The core function of the package is samplesim::samplesim(). It allows investigating the effect of sample size on estimates and precision of stable isotope mixing solutions. More specifically samplesim::samplesim() assesses the sensitivity of isotopes mixing models to variation in numbers of samples from source tissues. This tool can be used prior to full-blown studies in a similar manner than power analyses. It used the function siar::siarmcmcdirichletv4() developed by Andrew Parnell and available in the package siar. samplesim can also be used with the package MixSIAR developed by Brian Stock et al.. User can choose to sample one particular source, or all the sources. User can also choose to modify consumer data. Sample sizes are modified assuming a normal distribution with a user defined mean and standard deviation. Samples of different sizes are created from this distribution, and mixing proportions are estimated for several replicates of each sample size.

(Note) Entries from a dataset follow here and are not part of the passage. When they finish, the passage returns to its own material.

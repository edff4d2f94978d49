//! String rendering for a single field's error list.

use crate::error::ContractError;
use crate::fields::FieldErrors;

impl FieldErrors {
    /// Renders one field's error messages as a single string.
    ///
    /// Messages are joined with a single space, in list order. A field with
    /// an empty message list renders as the empty string.
    ///
    /// # Errors
    ///
    /// Returns [`ContractError::InvalidField`] if `field` is not among the
    /// structure's keys.
    ///
    /// # Example
    ///
    /// ```rust
    /// use demerit::FieldErrors;
    ///
    /// let errors = FieldErrors::from_iter([
    ///     ("email", vec!["Email is required!", "Please, provide a valid email address!"]),
    ///     ("password", vec![]),
    /// ]);
    ///
    /// assert_eq!(
    ///     errors.field_as_string("email").unwrap(),
    ///     "Email is required! Please, provide a valid email address!"
    /// );
    /// assert_eq!(errors.field_as_string("password").unwrap(), "");
    /// ```
    pub fn field_as_string(&self, field: &str) -> Result<String, ContractError> {
        self.field_as_string_with(field, str::to_string)
    }

    /// Renders one field's error messages as a single string, passing each
    /// message through `transform` first.
    ///
    /// The transform is applied per element, left to right; it sees one
    /// message at a time and has no access to its neighbors.
    ///
    /// # Errors
    ///
    /// Returns [`ContractError::InvalidField`] if `field` is not among the
    /// structure's keys. The field is validated before the transform runs.
    ///
    /// # Example
    ///
    /// ```rust
    /// use demerit::FieldErrors;
    ///
    /// let errors = FieldErrors::from_iter([("name", vec!["too short", "required"])]);
    ///
    /// let rendered = errors
    ///     .field_as_string_with("name", |message| format!("name {message}"))
    ///     .unwrap();
    /// assert_eq!(rendered, "name too short name required");
    /// ```
    pub fn field_as_string_with<F>(
        &self,
        field: &str,
        mut transform: F,
    ) -> Result<String, ContractError>
    where
        F: FnMut(&str) -> String,
    {
        let messages = self
            .get(field)
            .ok_or_else(|| ContractError::InvalidField(field.to_string()))?;
        Ok(messages
            .iter()
            .map(|message| transform(message))
            .collect::<Vec<_>>()
            .join(" "))
    }
}
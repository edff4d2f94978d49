//! Contract-violation error types.
//!
//! This module provides the closed set of errors raised when an operation's
//! arguments violate its contract.

mod contract_error;

pub use contract_error::ContractError;
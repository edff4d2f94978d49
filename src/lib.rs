//! # Demerit
//!
//! A helper library for the "field errors" structure produced by form
//! validation: an ordered mapping from field name to the list of error
//! messages currently attached to that field.
//!
//! ## Overview
//!
//! Validation layers accumulate messages per field; the UI layer then needs
//! quick answers to a handful of questions. Does anything have an error?
//! What is the first error, and where? How does one field's error list read
//! as a single string? What does the structure look like with some fields
//! cleared? Demerit answers all of these without ever mutating the structure
//! it is handed, so callers can safely diff old and new state to decide what
//! changed.
//!
//! ## Core Types
//!
//! - [`FieldErrors`]: the ordered mapping from field name to error messages
//! - [`FieldMatch`]: position and name of a field located by traversal
//! - [`FirstError`]: position, field, and message of the first error found
//! - [`FieldSelection`]: one or many field names to clear
//! - [`ContractError`]: the closed set of contract-violation errors
//!
//! ## Example
//!
//! ```rust
//! use demerit::FieldErrors;
//!
//! let errors = FieldErrors::from_iter([
//!     ("email", vec!["Email is required!", "Please, provide a valid email address!"]),
//!     ("password", vec![]),
//! ]);
//!
//! assert!(errors.has_errors());
//!
//! let first = errors.first_error().unwrap();
//! assert_eq!((first.position, first.field.as_str()), (0, "email"));
//!
//! let rendered = errors.field_as_string("email").unwrap();
//! assert_eq!(rendered, "Email is required! Please, provide a valid email address!");
//!
//! // Clearing produces a new structure; `errors` itself is untouched.
//! let cleared = errors.cleared("email");
//! assert!(!cleared.has_errors());
//! assert!(errors.has_errors());
//! ```

pub mod error;
pub mod fields;
mod render;
pub mod traverse;

pub use error::ContractError;
pub use fields::{FieldErrors, FieldSelection};
pub use traverse::{FieldMatch, FirstError};
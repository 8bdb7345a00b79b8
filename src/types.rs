//! Core data types used throughout tfscout.
//!
//! This module defines the fundamental data structures for representing:
//! - Declarations extracted from a single Terraform file
//! - Root-module project descriptors
//! - Report formats

use serde::{Deserialize, Serialize};
use std::collections::BTreeMap;
use std::fmt::Display;
use std::path::{Path, PathBuf};

/// Public Terraform registry used for documentation links.
pub const REGISTRY_URL: &str = "https://registry.terraform.io";

/// Represents a `module` block found by the structural scanner.
///
/// # Example HCL
///
/// ```hcl
/// module "vpc" {
///   source  = "terraform-aws-modules/vpc/aws"
///   version = "~> 5.0"
/// }
/// ```
#[derive(Debug, Clone, PartialEq, Eq, Serialize, Deserialize)]
pub struct ModuleDeclaration {
    /// The label of the module block (e.g., "vpc")
    pub name: String,

    /// The `source` attribute, or `"unknown"` when absent
    pub source: String,

    /// Classification of `source`
    pub source_type: SourceType,

    /// The `version` attribute, if present
    pub version: Option<String>,

    /// 1-based line of the `module` keyword
    pub line: usize,
}

impl ModuleDeclaration {
    /// Registry page for registry-sourced modules.
    #[must_use]
    pub fn registry_url(&self) -> Option<String> {
        (self.source_type == SourceType::Registry)
            .then(|| format!("{REGISTRY_URL}/modules/{}", self.source))
    }
}

/// Where a module's code comes from.
#[derive(Debug, Clone, Copy, PartialEq, Eq, Hash, Serialize, Deserialize)]
#[serde(rename_all = "lowercase")]
pub enum SourceType {
    /// `./path` or `../path`
    Local,
    /// `git::...` or `*.git`
    Git,
    /// `github.com/owner/repo`
    #[serde(rename = "github")]
    GitHub,
    /// `namespace/name/provider` or `app.terraform.io/...`
    Registry,
    /// Plain `http://` or `https://` archive
    Http,
    /// Anything else
    Unknown,
}

impl SourceType {
    /// Lowercase label used in reports.
    #[must_use]
    pub const fn label(self) -> &'static str {
        match self {
            Self::Local => "local",
            Self::Git => "git",
            Self::GitHub => "github",
            Self::Registry => "registry",
            Self::Http => "http",
            Self::Unknown => "unknown",
        }
    }
}

impl Display for SourceType {
    fn fmt(&self, f: &mut std::fmt::Formatter<'_>) -> std::fmt::Result {
        f.write_str(self.label())
    }
}

/// A provider requirement or configuration found by the scanner.
#[derive(Debug, Clone, PartialEq, Eq, Serialize, Deserialize)]
pub struct ProviderDeclaration {
    /// Local provider name (e.g., "aws")
    pub name: String,

    /// Source address, `hashicorp/<name>` when unspecified
    pub source: String,

    /// Version constraint, `latest` when unspecified
    pub version: String,
}

impl ProviderDeclaration {
    /// Registry documentation page for this provider.
    #[must_use]
    pub fn docs_url(&self) -> String {
        if self.source.starts_with("hashicorp/") {
            format!("{REGISTRY_URL}/providers/{}/latest/docs", self.source)
        } else {
            format!("{REGISTRY_URL}/providers/{}", self.source)
        }
    }
}

/// A `resource "<type>" "<name>"` header.
#[derive(Debug, Clone, PartialEq, Eq, Serialize, Deserialize)]
pub struct ResourceDeclaration {
    /// Resource type (e.g., "aws_instance")
    #[serde(rename = "type")]
    pub resource_type: String,

    /// Resource name (e.g., "web")
    pub name: String,

    /// 1-based line of the `resource` keyword
    pub line: usize,
}

impl ResourceDeclaration {
    /// Terraform address, `type.name`.
    #[must_use]
    pub fn address(&self) -> String {
        format!("{}.{}", self.resource_type, self.name)
    }
}

/// Declarations extracted from one file's text.
#[derive(Debug, Clone, Default, PartialEq, Eq, Serialize, Deserialize)]
pub struct ScanResult {
    /// Module blocks in source order
    pub modules: Vec<ModuleDeclaration>,

    /// Providers, `required_providers` entries first
    pub providers: Vec<ProviderDeclaration>,

    /// Resource headers in source order
    pub resources: Vec<ResourceDeclaration>,
}

impl ScanResult {
    /// Whether nothing was found.
    #[must_use]
    pub fn is_empty(&self) -> bool {
        self.modules.is_empty() && self.providers.is_empty() && self.resources.is_empty()
    }

    /// Resources grouped by type, types in sorted order.
    #[must_use]
    pub fn resources_by_type(&self) -> BTreeMap<&str, Vec<&ResourceDeclaration>> {
        let mut grouped: BTreeMap<&str, Vec<&ResourceDeclaration>> = BTreeMap::new();
        for resource in &self.resources {
            grouped
                .entry(resource.resource_type.as_str())
                .or_default()
                .push(resource);
        }
        grouped
    }
}

/// One installed module recorded in `.terraform/modules/modules.json`.
#[derive(Debug, Clone, Default, PartialEq, Eq, Serialize, Deserialize)]
#[serde(default, rename_all = "PascalCase")]
pub struct ChildModule {
    /// Module key (empty for the root module itself)
    pub key: String,

    /// Source address as written in configuration
    pub source: String,

    /// Resolved version for registry modules
    pub version: Option<String>,

    /// Install directory, relative to the root module
    pub dir: String,
}

/// A Terraform root module and the metadata gathered about it.
#[derive(Debug, Clone, PartialEq, Eq, Serialize, Deserialize)]
pub struct ProjectDescriptor {
    /// Absolute root directory; the cache key
    pub root_path: PathBuf,

    /// Last path segment of `root_path`
    pub name: String,

    /// From `terraform.tfstate`, else `required_version`
    pub terraform_version: Option<String>,

    /// Backend type from `terraform { backend "<type>" {} }`
    pub backend: Option<String>,

    /// Installed child modules
    pub modules: Vec<ChildModule>,
}

impl ProjectDescriptor {
    /// Create an empty descriptor for `root_path`.
    #[must_use]
    pub fn new(root_path: impl Into<PathBuf>) -> Self {
        let root_path = root_path.into();
        let name = root_path
            .file_name()
            .map(|n| n.to_string_lossy().into_owned())
            .unwrap_or_else(|| root_path.to_string_lossy().into_owned());
        Self {
            root_path,
            name,
            terraform_version: None,
            backend: None,
            modules: Vec::new(),
        }
    }

    /// Whether `terraform init` has run (a `.terraform` directory exists).
    #[must_use]
    pub fn initialized(&self) -> bool {
        self.root_path.join(".terraform").exists()
    }

    /// `*.tf` files directly in the root, sorted.
    #[must_use]
    pub fn tf_files(&self) -> Vec<PathBuf> {
        tf_files_in(&self.root_path)
    }

    /// The file to open when switching to this project.
    #[must_use]
    pub fn primary_file(&self) -> Option<PathBuf> {
        self.tf_files().into_iter().next()
    }

    /// Summary for status displays.
    #[must_use]
    pub fn info(&self) -> ProjectInfo {
        ProjectInfo {
            name: self.name.clone(),
            path: self.root_path.clone(),
            initialized: self.initialized(),
            terraform_version: self.terraform_version.clone(),
            backend: self.backend.clone(),
            module_count: self.modules.len(),
        }
    }
}

/// Project status summary.
#[derive(Debug, Clone, PartialEq, Eq, Serialize, Deserialize)]
pub struct ProjectInfo {
    /// Project name
    pub name: String,
    /// Root directory
    pub path: PathBuf,
    /// Whether `.terraform` exists
    pub initialized: bool,
    /// Declared or recorded Terraform version
    pub terraform_version: Option<String>,
    /// Backend type
    pub backend: Option<String>,
    /// Number of installed child modules
    pub module_count: usize,
}

/// List the `*.tf` files directly inside `dir`, sorted by path.
///
/// Unreadable directories yield an empty list.
#[must_use]
pub fn tf_files_in(dir: &Path) -> Vec<PathBuf> {
    let Ok(entries) = std::fs::read_dir(dir) else {
        return Vec::new();
    };
    let mut files: Vec<PathBuf> = entries
        .filter_map(std::result::Result::ok)
        .map(|e| e.path())
        .filter(|p| p.is_file() && p.extension().is_some_and(|ext| ext == "tf"))
        .collect();
    files.sort();
    files
}

/// Output format for reports.
#[derive(Debug, Clone, Copy, PartialEq, Eq, Default, Serialize, Deserialize, clap::ValueEnum)]
#[serde(rename_all = "lowercase")]
pub enum ReportFormat {
    /// Human-readable tables
    #[default]
    Text,
    /// Machine-readable JSON
    Json,
}
//! Building [`ProjectDescriptor`]s from a root module directory.
//!
//! Three sources are combined, in this order:
//!
//! 1. `terraform.tfstate` for `terraform_version`
//! 2. `.terraform/modules/modules.json` for installed child modules
//! 3. the `terraform { ... }` blocks of each `*.tf` file in the root
//!
//! Values from an earlier source are never overwritten by a later one.
//! Missing or unparseable metadata files leave the fields at their defaults.

use crate::err;
use crate::error::Result;
use crate::scanner::find_terraform_settings;
use crate::types::{tf_files_in, ChildModule, ProjectDescriptor};
use serde::Deserialize;
use std::path::Path;

/// State file read for the recorded Terraform version.
pub const STATE_FILE: &str = "terraform.tfstate";

/// Module manifest written by `terraform init`, relative to the root.
pub const MODULES_MANIFEST: &str = ".terraform/modules/modules.json";

#[derive(Debug, Default, Deserialize)]
#[serde(default)]
struct StateFile {
    terraform_version: Option<String>,
}

#[derive(Debug, Default, Deserialize)]
#[serde(default)]
struct ModulesManifest {
    #[serde(rename = "Modules")]
    modules: Vec<ChildModule>,
}

/// Build the descriptor for the root module at `root`.
///
/// # Errors
///
/// Returns `DirectoryNotFound` if `root` is not an existing directory.
pub fn build_descriptor(root: &Path) -> Result<ProjectDescriptor> {
    if !root.is_dir() {
        return Err(err!(DirectoryNotFound {
            path: root.to_path_buf(),
        }));
    }

    let mut descriptor = ProjectDescriptor::new(root);

    if let Some(state) = read_json::<StateFile>(&root.join(STATE_FILE)) {
        descriptor.terraform_version = state.terraform_version;
    }

    if let Some(manifest) = read_json::<ModulesManifest>(&root.join(MODULES_MANIFEST)) {
        descriptor.modules = manifest.modules;
    }

    for file in tf_files_in(root) {
        let content = match std::fs::read_to_string(&file) {
            Ok(content) => content,
            Err(e) => {
                tracing::debug!(file = %file.display(), error = %e, "Skipping unreadable file");
                continue;
            }
        };
        let settings = find_terraform_settings(&content);
        if descriptor.terraform_version.is_none() {
            descriptor.terraform_version = settings.required_version;
        }
        if descriptor.backend.is_none() {
            descriptor.backend = settings.backend;
        }
    }

    tracing::debug!(
        root = %root.display(),
        terraform_version = descriptor.terraform_version.as_deref().unwrap_or("-"),
        backend = descriptor.backend.as_deref().unwrap_or("-"),
        modules = descriptor.modules.len(),
        "Built project descriptor"
    );

    Ok(descriptor)
}

/// Read and deserialize a JSON file; `None` when missing or invalid.
fn read_json<T: for<'de> Deserialize<'de>>(path: &Path) -> Option<T> {
    let content = match std::fs::read_to_string(path) {
        Ok(content) => content,
        Err(e) if e.kind() == std::io::ErrorKind::NotFound => return None,
        Err(e) => {
            tracing::debug!(file = %path.display(), error = %e, "Failed to read metadata file");
            return None;
        }
    };
    match serde_json::from_str(&content) {
        Ok(value) => Some(value),
        Err(e) => {
            tracing::debug!(file = %path.display(), error = %e, "Ignoring invalid JSON");
            None
        }
    }
}
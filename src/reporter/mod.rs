//! Report generation module.
//!
//! Scan results and project summaries are rendered as:
//! - Text: human-readable tables for the terminal
//! - JSON: machine-readable structured output
//!
//! # Example
//!
//! ```rust,no_run
//! use tfscout::reporter::{FileScan, Reporter, Sections};
//! use tfscout::{scan, Config, ReportFormat};
//!
//! let config = Config::default();
//! let reporter = Reporter::new(&config);
//! let files = vec![FileScan::new("main.tf", scan("module \"vpc\" { source = \"./vpc\" }"))];
//! let text = reporter.scan(&files, Sections::all(), ReportFormat::Text).unwrap();
//! println!("{text}");
//! ```

mod json;
mod text;

use crate::config::Config;
use crate::error::Result;
use crate::types::{ProjectInfo, ReportFormat, ScanResult};
use serde::Serialize;
use std::path::PathBuf;

pub use json::JsonReporter;
pub use text::TextReporter;

/// Scan result for one file.
#[derive(Debug, Clone, PartialEq, Eq, Serialize)]
pub struct FileScan {
    /// File that was scanned
    pub path: PathBuf,
    /// Declarations found in it
    #[serde(flatten)]
    pub result: ScanResult,
}

impl FileScan {
    /// Pair a path with its scan result.
    #[must_use]
    pub fn new(path: impl Into<PathBuf>, result: ScanResult) -> Self {
        Self {
            path: path.into(),
            result,
        }
    }
}

/// Which declaration lists a scan report shows.
#[derive(Debug, Clone, Copy, PartialEq, Eq)]
pub struct Sections {
    /// Module blocks
    pub modules: bool,
    /// Provider requirements and configurations
    pub providers: bool,
    /// Resource headers
    pub resources: bool,
}

impl Sections {
    /// Every section.
    #[must_use]
    pub const fn all() -> Self {
        Self {
            modules: true,
            providers: true,
            resources: true,
        }
    }

    /// Sections selected by CLI flags; no flag selects everything.
    #[must_use]
    pub const fn from_flags(modules: bool, providers: bool, resources: bool) -> Self {
        if !modules && !providers && !resources {
            Self::all()
        } else {
            Self {
                modules,
                providers,
                resources,
            }
        }
    }
}

impl Default for Sections {
    fn default() -> Self {
        Self::all()
    }
}

/// Report generator that supports multiple output formats.
pub struct Reporter {
    config: Config,
}

impl Reporter {
    /// Create a new reporter with the given configuration.
    #[must_use]
    pub fn new(config: &Config) -> Self {
        Self {
            config: config.clone(),
        }
    }

    /// Render per-file scan results.
    ///
    /// # Errors
    ///
    /// Returns an error if report generation fails.
    pub fn scan(&self, files: &[FileScan], sections: Sections, format: ReportFormat) -> Result<String> {
        self.generator(format).scan(files, sections)
    }

    /// Render one project's status.
    ///
    /// # Errors
    ///
    /// Returns an error if report generation fails.
    pub fn status(&self, info: &ProjectInfo, format: ReportFormat) -> Result<String> {
        self.generator(format).status(info)
    }

    /// Render a list of projects.
    ///
    /// # Errors
    ///
    /// Returns an error if report generation fails.
    pub fn projects(&self, projects: &[ProjectInfo], format: ReportFormat) -> Result<String> {
        self.generator(format).projects(projects)
    }

    fn generator(&self, format: ReportFormat) -> Box<dyn ReportGenerator> {
        match format {
            ReportFormat::Json => Box::new(JsonReporter::new(&self.config)),
            ReportFormat::Text => Box::new(TextReporter::new(&self.config)),
        }
    }
}

/// Trait for report generators.
pub trait ReportGenerator {
    /// Render per-file scan results, limited to `sections`.
    ///
    /// # Errors
    ///
    /// Returns an error if generation fails.
    fn scan(&self, files: &[FileScan], sections: Sections) -> Result<String>;

    /// Render one project's status.
    ///
    /// # Errors
    ///
    /// Returns an error if generation fails.
    fn status(&self, info: &ProjectInfo) -> Result<String>;

    /// Render a list of projects.
    ///
    /// # Errors
    ///
    /// Returns an error if generation fails.
    fn projects(&self, projects: &[ProjectInfo]) -> Result<String>;
}
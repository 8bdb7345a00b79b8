//! Thread-safe, insertion-ordered cache of project descriptors.

use crate::config::PathMatching;
use crate::error::Result;
use crate::types::ProjectDescriptor;
use indexmap::IndexMap;
use parking_lot::Mutex;
use std::path::{Path, PathBuf};
use std::sync::Arc;

/// Descriptors keyed by root path.
///
/// Iteration follows insertion order so prefix lookups are deterministic.
/// A single mutex guards every read, insert and clear.
#[derive(Debug, Default)]
pub struct ProjectCache {
    inner: Mutex<IndexMap<PathBuf, Arc<ProjectDescriptor>>>,
}

impl ProjectCache {
    /// Create an empty cache.
    #[must_use]
    pub fn new() -> Self {
        Self::default()
    }

    /// Cached descriptor for exactly `root`.
    #[must_use]
    pub fn get(&self, root: &Path) -> Option<Arc<ProjectDescriptor>> {
        self.inner.lock().get(root).cloned()
    }

    /// Return the cached descriptor for `root`, building it with `build` on a
    /// miss. The lock is held while building, so concurrent callers for the
    /// same root all receive the same `Arc`.
    ///
    /// # Errors
    ///
    /// Propagates the error from `build`; nothing is cached in that case.
    pub fn get_or_try_insert_with<F>(&self, root: &Path, build: F) -> Result<Arc<ProjectDescriptor>>
    where
        F: FnOnce() -> Result<ProjectDescriptor>,
    {
        let mut map = self.inner.lock();
        if let Some(existing) = map.get(root) {
            return Ok(Arc::clone(existing));
        }
        let descriptor = Arc::new(build()?);
        map.insert(root.to_path_buf(), Arc::clone(&descriptor));
        Ok(descriptor)
    }

    /// First cached descriptor (in insertion order) whose root contains `path`.
    #[must_use]
    pub fn find_containing(
        &self,
        path: &Path,
        matching: PathMatching,
    ) -> Option<Arc<ProjectDescriptor>> {
        self.inner
            .lock()
            .iter()
            .find(|(root, _)| matching.contains(root, path))
            .map(|(_, descriptor)| Arc::clone(descriptor))
    }

    /// Atomically replace the whole cache with `descriptors`, keeping their order.
    pub fn replace_all(&self, descriptors: impl IntoIterator<Item = Arc<ProjectDescriptor>>) {
        let mut map = self.inner.lock();
        map.clear();
        for descriptor in descriptors {
            map.entry(descriptor.root_path.clone()).or_insert(descriptor);
        }
    }

    /// All cached descriptors in insertion order.
    #[must_use]
    pub fn values(&self) -> Vec<Arc<ProjectDescriptor>> {
        self.inner.lock().values().cloned().collect()
    }

    /// Remove every descriptor.
    pub fn clear(&self) {
        self.inner.lock().clear();
    }

    /// Number of cached descriptors.
    #[must_use]
    pub fn len(&self) -> usize {
        self.inner.lock().len()
    }

    /// Whether the cache holds no descriptors.
    #[must_use]
    pub fn is_empty(&self) -> bool {
        self.inner.lock().is_empty()
    }
}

The general writing of samplesim::samplesim() is:

samplesim::samplesim(package     = "siar",
                     mix         = consumer,
                     source      = sources,
                     discr       = discr,
                     type        = NULL,
                     nsamples    = NULL,
                     modify      = NULL,
                     nrep        = 100,
                     interval    = 90,
                     name        = NULL,
                     resid_err   = TRUE,
                     process_err = FALSE,
                     run         = "test",
                     alpha.prior = 1,
                     path        = ".")

with:

package, the package name to be used to estimate mixing proportions. Must be one of 'siar' or 'mixsiar'.
mix, the output returned by the MixSIAR::load_mix_data() function and containing consumer isotope values (see Consumers data section).
source, the output returned by the MixSIAR::load_source_data() function and containing mean and standard deviation isotope values of sources (and in some case raw values; see Preys data section).
discr, the output returned by the MixSIAR::load_discr_data() function and containing TDF values (see Discrimation data section).
type, the type of analysis to be run. Must be one of 'one source', 'all sources' or 'consumer'.
nsamples, a vector with the sample sizes to simulate.
modify, the name of the source to modify (case sensitive). This argument has to be specified when the argument type = 'one source'. Otherwise it will be ignored.
nrep, an integer specifying the number of replicates for each sample sizes. Default is 100.
interval, an integer indicating the width of credible interval to use for precision estimation. Default is 90.
name, a character string giving the name of the simulation. If NULL the simulation will be named by the time of the simulation. This name will be used to create a directory (in path) in which results will be stored.
resid_err, a boolean indicating if residual error is included in the model. See ?MixSIAR::run_model for further information. Only necessary if package = 'mixsiar'.
process_err, a boolean indicating if process error is included in the model. See ?MixSIAR::run_model for further information. Only necessary if package = 'mixsiar'.
run, a string or a list specifying MCMC parameters. See ?MixSIAR::run_model for further information. Only necessary if package = 'mixsiar'.
alpha.prior, a numeric giving the Dirichlet prior on p.global. See ?MixSIAR::run_model for further information. Only necessary if package = 'mixsiar'.
path, the directory in which the directory name will be created.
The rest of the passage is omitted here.